The very heart of that school of biology known as materialistic, or mechanistic, is its effort to interpret living beings by ascribing to invisible substances or bodies, located somewhere within the germ-cells and other cells of the body, reality and essentiality of a sort quite unique as contrasted with the visible substances, and the organisms themselves. Examine the program of this school attentively and you will see that it proposes to "explain" or "express" those parts of animate nature about which we know most, observationally, in terms of those parts about which we know least, observationally. It is undoubtedly a quasi-inductive, semi-mystical program.

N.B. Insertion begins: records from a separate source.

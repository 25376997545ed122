//! Prints a single shuffled deck.

use super::resolve_settings;
use crate::error::CliError;
use crate::ui;
use deckplay_engine::engine::Dealer;
use deckplay_engine::to_name;
use std::io::Write;

pub fn handle_shuffle_command(
    seed: Option<u64>,
    method: Option<&str>,
    out: &mut dyn Write,
) -> Result<(), CliError> {
    let settings = resolve_settings(seed, method, None)?;
    let mut dealer = Dealer::new(settings.seed, settings.method);
    let deck = dealer.shuffled_deck();
    writeln!(out, "Seed: {} ({})", dealer.seed(), dealer.method())?;
    writeln!(out, "Deck: {}", ui::card_line(&to_name(&deck)))?;
    Ok(())
}

#[cfg(test)]
mod tests {
    use super::*;

    #[test]
    fn same_seed_same_output() {
        let mut a = Vec::new();
        let mut b = Vec::new();
        handle_shuffle_command(Some(8), Some("fisher-yates"), &mut a).unwrap();
        handle_shuffle_command(Some(8), Some("fisher-yates"), &mut b).unwrap();
        assert_eq!(a, b);
        let output = String::from_utf8(a).unwrap();
        assert!(output.starts_with("Seed: 8 (fisher-yates)\n"));
        let deck_line = output.lines().nth(1).unwrap();
        assert_eq!(deck_line.trim_start_matches("Deck: ").split(' ').count(), 52);
    }

    #[test]
    fn unknown_method_is_invalid_input() {
        let mut out = Vec::new();
        let res = handle_shuffle_command(Some(1), Some("overhand"), &mut out);
        assert!(matches!(res, Err(CliError::InvalidInput(_))));
        assert!(out.is_empty());
    }
}
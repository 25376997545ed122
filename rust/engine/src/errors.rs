use thiserror::Error;

#[derive(Debug, Error, PartialEq, Eq)]
pub enum CardError {
    #[error("Rank ordinal out of range: {0} (expected 0..13)")]
    RankOutOfRange(u8),
    #[error("Suit ordinal out of range: {0} (expected 0..4)")]
    SuitOutOfRange(u8),
    #[error("Card index out of range: {0} (expected 0..52)")]
    IndexOutOfRange(u8),
}

#[derive(Debug, Error, PartialEq, Eq)]
pub enum DealError {
    #[error("Cannot deal {actual} cards, expected {expected}")]
    WrongDeckSize { expected: usize, actual: usize },
    #[error("Card {0} appears more than once in the deck")]
    DuplicateCard(String),
    #[error("Hand {hand} holds {actual} cards, expected {expected}")]
    WrongHandSize {
        hand: usize,
        expected: usize,
        actual: usize,
    },
}

#[derive(Debug, Error, PartialEq, Eq)]
#[error("Unknown shuffle method: {0} (expected random-key or fisher-yates)")]
pub struct ParseShuffleMethodError(pub String);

The chemical materialist conceives certain compounds, never well-known ones mark you, enzymes for example, to be thus supremely endowed. The biological materialist on the other hand, ascribes this exalted role to imaginary, invisible living bodies hidden deep within the germ and other cells. Biology of the last three decades has bestowed mighty powers upon such bodies under the designation "determinants." Only those familiar with the technical literature of the science during this time can have any notion of the influence these bodies have had. What have been, and what are the effects of such conceptions on biological theory and practise? I mention only a few of these.

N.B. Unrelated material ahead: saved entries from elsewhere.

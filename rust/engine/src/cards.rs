use std::cmp::Ordering;
use std::fmt;

use serde::{Deserialize, Serialize};

use crate::errors::CardError;

/// Number of ranks per suit.
pub const RANKS_PER_SUIT: usize = 13;
/// Number of suits in a standard deck.
pub const SUIT_COUNT: usize = 4;
/// Total number of cards in a standard deck.
pub const DECK_SIZE: usize = RANKS_PER_SUIT * SUIT_COUNT;

/// Represents one of the four suits in a standard 52-card deck.
/// Declaration order is the suit ordinal used by [`Card::order_index`].
#[derive(Debug, Copy, Clone, Eq, PartialEq, Hash, Ord, PartialOrd, Serialize, Deserialize)]
pub enum Suit {
    /// Clubs suit (♣)
    Clubs,
    /// Diamonds suit (♦)
    Diamonds,
    /// Hearts suit (♥)
    Hearts,
    /// Spades suit (♠)
    Spades,
}

impl Suit {
    pub const ALL: [Suit; SUIT_COUNT] = [Suit::Clubs, Suit::Diamonds, Suit::Hearts, Suit::Spades];

    pub fn from_ordinal(ordinal: u8) -> Result<Suit, CardError> {
        Suit::ALL
            .get(ordinal as usize)
            .copied()
            .ok_or(CardError::SuitOutOfRange(ordinal))
    }

    pub fn ordinal(self) -> u8 {
        self as u8
    }

    pub fn symbol(self) -> &'static str {
        match self {
            Suit::Clubs => "♣",
            Suit::Diamonds => "♦",
            Suit::Hearts => "♥",
            Suit::Spades => "♠",
        }
    }
}

/// Represents the rank (face value) of a playing card from Two through Ace.
/// Discriminants are the rank ordinal, 0 for Two up to 12 for Ace.
#[derive(Debug, Copy, Clone, Eq, PartialEq, Hash, Ord, PartialOrd, Serialize, Deserialize)]
pub enum Rank {
    Two,
    Three,
    Four,
    Five,
    Six,
    Seven,
    Eight,
    Nine,
    /// Rendered as `X` so that every label is a single character
    Ten,
    Jack,
    Queen,
    King,
    Ace,
}

impl Rank {
    pub const ALL: [Rank; RANKS_PER_SUIT] = [
        Rank::Two,
        Rank::Three,
        Rank::Four,
        Rank::Five,
        Rank::Six,
        Rank::Seven,
        Rank::Eight,
        Rank::Nine,
        Rank::Ten,
        Rank::Jack,
        Rank::Queen,
        Rank::King,
        Rank::Ace,
    ];

    pub fn from_ordinal(ordinal: u8) -> Result<Rank, CardError> {
        Rank::ALL
            .get(ordinal as usize)
            .copied()
            .ok_or(CardError::RankOutOfRange(ordinal))
    }

    pub fn ordinal(self) -> u8 {
        self as u8
    }

    pub fn label(self) -> &'static str {
        match self {
            Rank::Two => "2",
            Rank::Three => "3",
            Rank::Four => "4",
            Rank::Five => "5",
            Rank::Six => "6",
            Rank::Seven => "7",
            Rank::Eight => "8",
            Rank::Nine => "9",
            Rank::Ten => "X",
            Rank::Jack => "J",
            Rank::Queen => "Q",
            Rank::King => "K",
            Rank::Ace => "A",
        }
    }
}

/// A single immutable playing card.
///
/// Field order matters: the derived `Ord` compares suit first and rank
/// second, which is exactly ascending [`Card::order_index`].
#[derive(Debug, Copy, Clone, Eq, PartialEq, Hash, Ord, PartialOrd, Serialize, Deserialize)]
pub struct Card {
    /// The suit of the card (Clubs, Diamonds, Hearts, or Spades)
    pub suit: Suit,
    /// The rank of the card (Two through Ace)
    pub rank: Rank,
}

impl Card {
    /// Builds a card from a rank ordinal (0..13) and a suit ordinal (0..4).
    pub fn try_new(rank: u8, suit: u8) -> Result<Card, CardError> {
        Ok(Card {
            suit: Suit::from_ordinal(suit)?,
            rank: Rank::from_ordinal(rank)?,
        })
    }

    /// Inverse of [`Card::order_index`].
    pub fn from_index(index: u8) -> Result<Card, CardError> {
        if index as usize >= DECK_SIZE {
            return Err(CardError::IndexOutOfRange(index));
        }
        let per_suit = RANKS_PER_SUIT as u8;
        Card::try_new(index % per_suit, index / per_suit)
    }

    /// `13 * suit + rank`, unique in `0..52`.
    pub fn order_index(&self) -> u8 {
        RANKS_PER_SUIT as u8 * self.suit.ordinal() + self.rank.ordinal()
    }

    pub fn rank_label(&self) -> &'static str {
        self.rank.label()
    }

    pub fn suit_label(&self) -> &'static str {
        self.suit.symbol()
    }

    /// Display name: rank label followed by the suit symbol, e.g. `X♥`.
    pub fn name(&self) -> String {
        format!("{}{}", self.rank_label(), self.suit_label())
    }

    /// Canonical ascending order of cards.
    pub fn compare(a: &Card, b: &Card) -> Ordering {
        a.order_index().cmp(&b.order_index())
    }
}

impl fmt::Display for Card {
    fn fmt(&self, f: &mut fmt::Formatter<'_>) -> fmt::Result {
        write!(f, "{}{}", self.rank_label(), self.suit_label())
    }
}

#[cfg(test)]
mod tests {
    use super::*;

    #[test]
    fn order_index_is_suit_major() {
        let c = Card::try_new(0, 1).unwrap();
        assert_eq!(c.order_index(), 13);
        let ace_spades = Card {
            suit: Suit::Spades,
            rank: Rank::Ace,
        };
        assert_eq!(ace_spades.order_index(), 51);
    }

    #[test]
    fn from_index_round_trips_every_card() {
        for i in 0..DECK_SIZE as u8 {
            assert_eq!(Card::from_index(i).unwrap().order_index(), i);
        }
        assert_eq!(Card::from_index(52), Err(CardError::IndexOutOfRange(52)));
    }

    #[test]
    fn out_of_range_ordinals_are_rejected() {
        assert_eq!(Card::try_new(13, 0), Err(CardError::RankOutOfRange(13)));
        assert_eq!(Card::try_new(0, 4), Err(CardError::SuitOutOfRange(4)));
    }

    #[test]
    fn derived_ord_agrees_with_compare() {
        let two_diamonds = Card::try_new(0, 1).unwrap();
        let ace_clubs = Card::try_new(12, 0).unwrap();
        assert_eq!(Card::compare(&ace_clubs, &two_diamonds), Ordering::Less);
        assert!(ace_clubs < two_diamonds);
        assert_eq!(Card::compare(&ace_clubs, &ace_clubs), Ordering::Equal);
    }

    #[test]
    fn names_use_single_char_ranks() {
        let ten_hearts = Card {
            suit: Suit::Hearts,
            rank: Rank::Ten,
        };
        assert_eq!(ten_hearts.name(), "X♥");
        assert_eq!(ten_hearts.to_string(), "X♥");
        assert_eq!(Card::try_new(0, 0).unwrap().name(), "2♣");
    }
}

Nothing is more characteristic of the biological thought in highest repute to-day than its disposition to look down upon all those kinds of research not aimed at the elements of organisms—at "ultimate problems," as the expression goes. Most of those who labor in the biological vineyard but are not elementalists of some sort, will appreciate what I mean, for they will have personally felt the ban placed upon them by the dominant school. A few years ago one of our best known American zoologists, speaking from a position of national preferment in his science, reviewed comprehensively the present range of zoology, and did not hesitate to pass upon the labors of description and classification of animals as hardly worth while. In other words, he pronounced as not worth doing, the very things which an examination of the nature of the knowledge-getting process shows to be absolutely fundamental steps toward an understanding of living nature.